Los médicos son muy pacientes

Por Mario Germán F… el Sáb, 07/10/2017 - 6:29pm
Edicion
337
Mario Germán Fernández De Soto
 

Alguna vez quise preguntarle a un médico en ejercicio al servicio de una EPS, si era cierto que algunas de estas Empresas Promotoras de Salud otorgaban premios o estímulos a los galenos que menos pacientes remitieran a los especialistas. O les recetaran medicamentos menos costosos. O simplemente, los despacharan para sus casas con acetaminofén. Lo sorprendente es que, efectivamente, resultaron ciertas todas las anteriores sospechas. La crisis de la salud en Colombia ha permitido que no solo se conozca esta realidad, sino que -además- se conozcan hallazgos fiscales como los de la Contraloría General en el 2016 acerca de que mucha plata de la captada en el régimen contributivo se invierte en clubes y no en el fortalecimiento del sistema de salud, como era el espíritu de la Ley 100 de 1993, que creó el sistema actual de las EPS.

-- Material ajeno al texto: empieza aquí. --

use tokio::time::Instant;

/// 等待决策 (The Decision)
///
/// - 策略层返回给 Pacemaker 的具体行动指令。
/// - 无论哪种决策，Pacemaker 都会把等待截断在调用方的截止时间之前。
#[derive(Debug, Clone, Copy, PartialEq, Eq)]
pub enum WaitDecision {
    /// [立即执行]
    ///
    /// 含义: "不用等，马上去读状态。"
    Immediate,

    /// [协作让权]
    ///
    /// 含义: "马上读，但先让出一次执行权给其他主机的任务。"
    Yield,

    /// [绝对休眠]
    ///
    /// 含义: "睡到指定时间点，期间不接受 Store 变更通知。"
    /// - 仍然会被取消信号打断。
    WaitUntil(Instant),

    /// [响应式等待]
    ///
    /// 含义: "最多睡到指定时间点，如果 Store 通知有变更就提前醒来。"
    /// - Store 不支持通知时退化为 WaitUntil。
    WaitForNotification(Instant),
}

/// 等待策略上下文
///
/// - 包含了轮询循环当前的运行状态信息，供策略层决策时参考。
#[derive(Debug, Clone)]
pub struct WaitContext {
    /// 连续未等到终态的次数
    ///
    /// - 0: 第一次读取之前。
    /// - >0: 已经连续读到 queued/running 的次数。
    pub idle_count: u32,
    /// [单调时钟] 用于计算相对 Duration 和构建 Tokio Timer
    ///
    /// - 特性：永不倒流，不受 NTP/手动改时间影响
    pub now_instant: Instant,
}

impl WaitContext {
    pub fn new(idle_count: u32, now_instant: Instant) -> Self {
        Self {
            idle_count,
            now_instant,
        }
    }
}

/// 等待策略接口 (The Interface)
///
/// - 决定了两次状态读取之间该等待多久。
pub trait WaitStrategy: Send + Sync + 'static {
    /// 核心决策方法
    ///
    /// # 参数
    /// - `ctx`: 包含当前运行状态的上下文
    fn make_decision(&self, ctx: &WaitContext) -> WaitDecision;
}

/// 组合策略链 (Arbitrator)
///
/// 核心职责：解决多个策略之间的冲突。
/// - 例如：一个策略说 Yield，另一个说 WaitUntil(T)，链条必须决定听谁的。
#[derive(Default)]
pub struct WaitStrategyChain {
    strategies: Vec<Box<dyn WaitStrategy>>,
}

impl WaitStrategyChain {
    pub fn new() -> Self {
        Self {
            strategies: Vec::new(),
        }
    }

    /// 向链中添加一个新策略
    pub fn add<S: WaitStrategy>(mut self, strategy: S) -> Self {
        self.strategies.push(Box::new(strategy));
        self
    }

    pub(crate) fn push_boxed(&mut self, strategy: Box<dyn WaitStrategy>) {
        self.strategies.push(strategy);
    }

    /// 检查链中是否有策略
    pub fn is_empty(&self) -> bool {
        self.strategies.is_empty()
    }

    /// 核心逻辑：合并两个决策，返回更“保守”的那一个
    ///
    /// 优先级顺序 (由高到低):
    /// 1. WaitUntil (硬等待，取最晚时间)
    /// 2. WaitForNotification (软等待，取最晚时间)
    /// 3. Yield (让权)
    /// 4. Immediate (立即)
    fn merge(a: WaitDecision, b: WaitDecision) -> WaitDecision {
        use WaitDecision::*;

        // 辅助：提取 Deadline
        let get_deadline = |d: WaitDecision| -> Option<Instant> {
            match d {
                WaitUntil(t) | WaitForNotification(t) => Some(t),
                _ => None,
            }
        };

        let dead_a = get_deadline(a);
        let dead_b = get_deadline(b);

        // 都有 Deadline -> 取最晚 (更保守)
        if let (Some(ta), Some(tb)) = (dead_a, dead_b) {
            let max_t = ta.max(tb);
            // 只要有一方是硬等待，结果升级为硬等待
            let is_hard = matches!(a, WaitUntil(_)) || matches!(b, WaitUntil(_));
            return if is_hard {
                WaitUntil(max_t)
            } else {
                WaitForNotification(max_t)
            };
        }
        // 有 Deadline 胜过 无 Deadline
        if dead_a.is_some() {
            return a;
        }
        if dead_b.is_some() {
            return b;
        }

        if matches!(a, Yield) || matches!(b, Yield) {
            return Yield;
        }

        Immediate
    }
}

impl WaitStrategy for WaitStrategyChain {
    fn make_decision(&self, ctx: &WaitContext) -> WaitDecision {
        // 如果没有策略，默认立即执行
        self.strategies
            .iter()
            .map(|s| s.make_decision(ctx))
            .fold(WaitDecision::Immediate, Self::merge)
    }
}

#[cfg(test)]
mod tests {
    use super::*;
    use std::time::Duration;

    struct Fixed(WaitDecision);

    impl WaitStrategy for Fixed {
        fn make_decision(&self, _ctx: &WaitContext) -> WaitDecision {
            self.0
        }
    }

    fn ctx() -> WaitContext {
        WaitContext::new(0, Instant::now())
    }

    #[test]
    fn empty_chain_is_immediate() {
        let chain = WaitStrategyChain::new();
        assert!(chain.is_empty());
        assert_eq!(chain.make_decision(&ctx()), WaitDecision::Immediate);
    }

    #[test]
    fn latest_deadline_wins_and_hard_wait_upgrades() {
        let now = Instant::now();
        let early = now + Duration::from_millis(10);
        let late = now + Duration::from_millis(50);

        let chain = WaitStrategyChain::new()
            .add(Fixed(WaitDecision::WaitForNotification(late)))
            .add(Fixed(WaitDecision::WaitUntil(early)));
        assert_eq!(chain.make_decision(&ctx()), WaitDecision::WaitUntil(late));

        let chain = WaitStrategyChain::new()
            .add(Fixed(WaitDecision::WaitForNotification(early)))
            .add(Fixed(WaitDecision::WaitForNotification(late)));
        assert_eq!(
            chain.make_decision(&ctx()),
            WaitDecision::WaitForNotification(late)
        );
    }

    #[test]
    fn yield_beats_immediate() {
        let chain = WaitStrategyChain::new()
            .add(Fixed(WaitDecision::Immediate))
            .add(Fixed(WaitDecision::Yield));
        assert_eq!(chain.make_decision(&ctx()), WaitDecision::Yield);
    }
}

Hoy, pocas personas creen en las EPS. Y hasta las culpan de  haber puesto más muertos que la guerra, pues desde que se aprobó la citada Ley 100, el número de víctimas por la mala atención del sistema de salud en Colombia, ya supera a los 250.000 muertos que ha dejado el conflicto armado en 50 años de confrontación, de acuerdo con una investigación realizada por Nelly Marcela Polanía, maestra en Ciencias Económicas de la Universidad Nacional de Colombia, en la cual se revela, también, que de 2’677.170 de muertes que hubo en el período 1998-2011, un total de 1’427.535 correspondieron a causas clasificadas como evitables que pudieron ser atendidas si en realidad operara el modelo de promoción de la salud y prevención de la enfermedad.
 
Según la investigación, “la normativa regulatoria de la salud presenta problemas estructurales dado que, al haber delegado las funciones administrativas y prestacionales de este servicio a los privados, es decir las EPS, concentra el lucro en unos pocos actores, dándole prelación a los rendimientos financieros de estos por encima del mencionado derecho fundamental de los colombianos”. Por esta misma razón se ha elevado una  petición de exigibilidad por el Derecho a la Salud, ante la Comisión Interamericana de Derechos Humanos, Cidh. Aunque no veo viable esta petición, es preciso recordar que ya existe una Ley estatutaria, Ley 1751 que recientemente entró en vigencia.
 
Esta norma elevó la salud al nivel de derecho fundamental autónomo y dio pautas para regularlo. También facilita que se mejore el acceso a los servicios de salud, se eliminen las autorizaciones para las atenciones de urgencias, se fortalezca el control de precios a los medicamentos y se avance más rápido en la incorporación de nuevas tecnologías. La Ley 1751, también reconoce la autonomía médica y faculta a los galenos para que hagan su trabajo con autorregulación, ética, racionalidad y evidencia científica. Es apenas lógico que sean estos profesionales quienes decidan qué tratamientos requieren los pacientes para restablecer su estado de salud.
 
Creo que ahora están dadas las herramientas para ofrecer cada vez más una mejor salud a la comunidad, porque la nueva Ley Estatutaria implica el reconocimiento a la salud como un derecho esencial para garantizar la dignidad humana y la igualdad de oportunidades de los ciudadanos. Otra cosa es que la normatividad no se cumpla. Y que las mismas EPS le busquen el quiebre para pasar por encima de ella, como ya está sucediendo con los pacientes que llegan por urgencias y son trasladados a una consulta interna, para su respectivo cobro. O con el dinero que debería girar directamente el Ministerio de Salud y Seguridad Social a los hospitales para evitar la intermediación financiera. Sin embargo, al revisar con detalle se encuentra que, de todas formas, las EPS siguen teniendo la potestad para autorizar los montos que se envían a los hospitales. Y de cualquier forma esta acción deteriora el servicio prestado a la comunidad.
 
Como también lo deteriora el tratamiento inequitativo que recibe el personal médico, con el excesivo trabajo e incluso con el llamado ‘Alto riesgo administrativo’ que no es otra que las limitantes a los gastos por remisiones a especialistas o exámenes a los pacientes. Mi propuesta entonces es trabajar desde la Cámara de Representantes para contribuir en el diseño y construcción de una Ley que integre a todos los actores que intervienen en la prestación del servicio a la salud como pacientes, médicos y administradores del sistema, con el objetivo de dignificar la profesión médica al servicio de las EPS y hallar una solución integral a esta problemática, pues -al final- los médicos han sido muy pacientes esperando la reivindicación de sus derechos. Lo ideal sería que tanto pacientes como médicos y en general todos los actores que integran el servicio de salud, estén regidos por circunstancias de transparencia y equidad que equilibren la balanza en la prestación de la atención médica.